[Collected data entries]
------------------------------------------------

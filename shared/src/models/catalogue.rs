//! Catalogue listing
//!
//! Public, filterable listing of available apartments.

use super::apartment::Apartment;
use serde::{Deserialize, Serialize};

#[derive(Debug, Clone, Copy, Default, PartialEq, Eq, Hash, Serialize, Deserialize)]
#[serde(rename_all = "snake_case")]
pub enum CatalogueSort {
    #[default]
    Default,
    Price,
    Area,
    Floor,
    Bedrooms,
}

#[derive(Debug, Clone, Copy, Default, PartialEq, Eq, Hash, Serialize, Deserialize)]
#[serde(rename_all = "snake_case")]
pub enum SortDirection {
    #[default]
    Asc,
    Desc,
}

#[derive(Debug, Clone, Default, Serialize, Deserialize)]
pub struct CatalogueQuery {
    pub project_id: Option<i64>,
    pub building_id: Option<i64>,
    pub floor_number: Option<i32>,
    pub bedrooms: Option<i32>,
    pub min_price: Option<f64>,
    pub max_price: Option<f64>,
    pub min_area: Option<f64>,
    pub max_area: Option<f64>,
    pub sort_by: Option<CatalogueSort>,
    pub sort_dir: Option<SortDirection>,
    pub page: Option<u32>,
    pub per_page: Option<u32>,
}

#[derive(Debug, Clone, Serialize, Deserialize)]
pub struct CataloguePage {
    pub items: Vec<Apartment>,
    pub total: i64,
    pub page: u32,
    pub per_page: u32,
}
impl DetectionGateway {
    pub fn new(
        program: impl Into<String>,
        args: Vec<String>,
        timeout: Duration,
        temp_dir: Option<PathBuf>,
    ) -> Self {
        Self {
            program: program.into(),
            args,
            timeout,
            temp_dir,
        }
    }

    pub fn from_config(config: &Config) -> Self {
        Self::new(
            config.detection_program.clone(),
            config.detection_args.clone(),
            config.detection_timeout(),
            config.detection_temp_dir.clone(),
        )
    }

    fn stage(&self, bytes: &[u8], suffix: &str) -> Result<NamedTempFile, DetectionError> {
        let mut builder = tempfile::Builder::new();
        builder.prefix("zone-detect-").suffix(suffix);
        let mut file = match &self.temp_dir {
            Some(dir) => builder.tempfile_in(dir)?,
            None => builder.tempfile()?,
        };
        file.write_all(bytes)?;
        file.flush()?;
        Ok(file)
    }

    pub async fn detect(&self, input: DetectionInput) -> Result<DetectionOutput, DetectionError> {
        // Dropped (and deleted) when this function returns
        let source = self.stage(&input.source_pdf, ".pdf")?;
        let target = match &input.target_image {
            Some(bytes) => {
                let ext = input
                    .target_extension
                    .as_deref()
                    .map(str::to_lowercase)
                    .unwrap_or_else(|| "png".to_string());
                if !TARGET_FORMATS.contains(&ext.as_str()) {
                    return Err(DetectionError::UnsupportedTarget(ext));
                }
                Some(self.stage(bytes, &format!(".{ext}"))?)
            }
            None => None,
        };

        let mut cmd = Command::new(&self.program);
        cmd.args(&self.args).arg("--source").arg(source.path());
        if let Some(target) = &target {
            cmd.arg("--target").arg(target.path());
        }
        cmd.stdin(Stdio::null())
            .stdout(Stdio::piped())
            .stderr(Stdio::piped())
            .kill_on_drop(true);

        let started = Instant::now();
        let child = cmd.spawn().map_err(|source| DetectionError::Spawn {
            program: self.program.clone(),
            source,
        })?;

        let output = match tokio::time::timeout(self.timeout, child.wait_with_output()).await {
            Ok(result) => result?,
            Err(_) => {
                tracing::warn!(
                    program = %self.program,
                    timeout_secs = self.timeout.as_secs_f64(),
                    "Detection timed out, process killed"
                );
                return Err(DetectionError::Timeout(self.timeout));
            }
        };

        let stdout = String::from_utf8_lossy(&output.stdout);
        let stderr = String::from_utf8_lossy(&output.stderr);
        let elapsed_ms = started.elapsed().as_millis() as u64;

        if !output.status.success() {
            let diagnostics = diagnostics(&stdout, &stderr);
            tracing::error!(
                program = %self.program,
                status = %output.status,
                elapsed_ms,
                diagnostics = %diagnostics,
                "Detection failed"
            );
            return Err(DetectionError::Exit {
                status: output.status.to_string(),
                diagnostics,
            });
        }

        let parsed = parse_output(&stdout).inspect_err(|e| {
            tracing::error!(program = %self.program, elapsed_ms, error = %e, "Detection output rejected");
        })?;
        tracing::info!(
            program = %self.program,
            elapsed_ms,
            apartments = parsed.apartments.len(),
            "Detection finished"
        );
        Ok(parsed)
    }
}

#[cfg(test)]
mod tests {
    use super::*;

    fn shape(points: &[[f64; 2]]) -> DetectedShape {
        DetectedShape {
            id: Value::from(1),
            polygon: points.to_vec(),
        }
    }

    #[test]
    fn test_rescale_to_pixels() {
        let shapes = vec![
            shape(&[[10.0, 10.0], [20.0, 10.0], [20.0, 20.0]]),
            shape(&[[50.0, 50.0], [60.0, 50.0], [60.0, 60.0]]),
        ];
        let px = rescale(&shapes, 1000.0, 1000.0);
        assert_eq!(px[0].polygon, vec![[100.0, 100.0], [200.0, 100.0], [200.0, 200.0]]);
        assert_eq!(px[1].polygon, vec![[500.0, 500.0], [600.0, 500.0], [600.0, 600.0]]);
    }

    #[test]
    fn test_parse_output_strict() {
        let ok = parse_output(
            r#"
            {"success": true, "apartment_count": 1,
             "source_dimensions": {"width": 800, "height": 600},
             "apartments": [{"id": 1, "polygon": [[10, 10], [20, 10], [20, 20]]}]}
            "#,
        )
        .unwrap();
        assert_eq!(ok.apartments.len(), 1);
        assert_eq!(
            ok.source_dimensions,
            Some(Dimensions {
                width: 800.0,
                height: 600.0
            })
        );

        // Leading log line is not skipped over
        assert!(matches!(
            parse_output("loading model...\n{\"apartments\": []}"),
            Err(DetectionError::InvalidOutput { .. })
        ));
        assert!(matches!(
            parse_output(r#"{"apartments": [{"id": 1, "polygon": [[0, 0], [120, 0], [0, 10]]}]}"#),
            Err(DetectionError::InvalidOutput { .. })
        ));
        assert!(matches!(
            parse_output(r#"{"apartments": [{"id": 1, "polygon": [[0, 0], [10, 0]]}]}"#),
            Err(DetectionError::InvalidOutput { .. })
        ));
        assert!(matches!(
            parse_output(r#"{"error": "Source file not found"}"#),
            Err(DetectionError::Reported { .. })
        ));
    }

    #[test]
    fn test_error_codes() {
        let app: AppError = DetectionError::Timeout(Duration::from_secs(1)).into();
        assert_eq!(app.code, ErrorCode::DetectionTimeout);

        let app: AppError = DetectionError::Exit {
            status: "exit status: 2".into(),
            diagnostics: "Traceback".into(),
        }
        .into();
        assert_eq!(app.code, ErrorCode::DetectionFailed);
        assert_eq!(app.details.unwrap().get("diagnostics").unwrap(), "Traceback");
    }

    #[cfg(unix)]
    mod process {
        use super::*;

        /// Gateway running `sh -c <script> detect --source <file> ...`
        fn gateway(script: &str, timeout: Duration, temp_dir: &std::path::Path) -> DetectionGateway {
            DetectionGateway::new(
                "sh",
                vec!["-c".into(), script.into(), "detect".into()],
                timeout,
                Some(temp_dir.to_path_buf()),
            )
        }

        fn input() -> DetectionInput {
            DetectionInput {
                source_pdf: b"%PDF-1.4 fake".to_vec(),
                ..Default::default()
            }
        }

        fn staged_files(dir: &std::path::Path) -> usize {
            std::fs::read_dir(dir).map(|d| d.count()).unwrap_or(0)
        }

        #[tokio::test]
        async fn test_success_sees_source_file() {
            let dir = tempfile::tempdir().unwrap();
            let script = r#"[ "$1" = "--source" ] && [ -s "$2" ] || exit 9
printf '{"apartments": [{"id": 1, "polygon": [[10,10],[20,10],[20,20],[10,20]]}]}'"#;
            let output = gateway(script, Duration::from_secs(10), dir.path())
                .detect(input())
                .await
                .unwrap();
            assert_eq!(output.apartments.len(), 1);
            assert_eq!(staged_files(dir.path()), 0);
        }

        #[tokio::test]
        async fn test_target_argument_passed() {
            let dir = tempfile::tempdir().unwrap();
            let script = r#"[ "$3" = "--target" ] && [ -s "$4" ] || exit 9
case "$4" in *.webp) ;; *) exit 8 ;; esac
printf '{"apartments": []}'"#;
            let output = gateway(script, Duration::from_secs(10), dir.path())
                .detect(DetectionInput {
                    source_pdf: b"%PDF".to_vec(),
                    target_image: Some(b"RIFF fake webp".to_vec()),
                    target_extension: Some("WEBP".into()),
                })
                .await
                .unwrap();
            assert!(output.apartments.is_empty());
        }

        #[tokio::test]
        async fn test_timeout_kills_and_cleans_up() {
            let dir = tempfile::tempdir().unwrap();
            let err = gateway("sleep 5", Duration::from_millis(200), dir.path())
                .detect(input())
                .await
                .unwrap_err();
            assert!(matches!(err, DetectionError::Timeout(_)));
            assert_eq!(staged_files(dir.path()), 0);
        }

        #[tokio::test]
        async fn test_non_zero_exit_carries_stderr() {
            let dir = tempfile::tempdir().unwrap();
            let err = gateway("echo 'cv2 not installed' >&2; exit 3", Duration::from_secs(10), dir.path())
                .detect(input())
                .await
                .unwrap_err();
            assert!(matches!(err, DetectionError::Exit { .. }));
            assert_eq!(err.diagnostics(), Some("cv2 not installed"));
            assert_eq!(staged_files(dir.path()), 0);
        }

        #[tokio::test]
        async fn test_garbage_output_rejected() {
            let dir = tempfile::tempdir().unwrap();
            let err = gateway(
                r#"echo 'progress 50%'; printf '{"apartments": []}'"#,
                Duration::from_secs(10),
                dir.path(),
            )
            .detect(input())
            .await
            .unwrap_err();
            assert!(matches!(err, DetectionError::InvalidOutput { .. }));
            assert!(err.diagnostics().unwrap().contains("progress 50%"));
            assert_eq!(staged_files(dir.path()), 0);
        }

        #[tokio::test]
        async fn test_missing_program() {
            let dir = tempfile::tempdir().unwrap();
            let gateway = DetectionGateway::new(
                "/nonexistent/detect-apartments",
                Vec::new(),
                Duration::from_secs(1),
                Some(dir.path().to_path_buf()),
            );
            let err = gateway.detect(input()).await.unwrap_err();
            assert!(matches!(err, DetectionError::Spawn { .. }));
        }
    }
}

------------------------------------------------

* _Brief_: In the entries above, find each line with "derive" and copy it.

* _Solution to the problem_:
#[derive(Debug, Clone, Copy, Default, PartialEq, Eq, Hash, Serialize, Deserialize)]
#[derive(Debug, Clone, Copy, Default, PartialEq, Eq, Hash, Serialize, Deserialize)]
#[derive(Debug, Clone, Default, Serialize, Deserialize)]
#[derive(Debug, Clone, Serialize, Deserialize)]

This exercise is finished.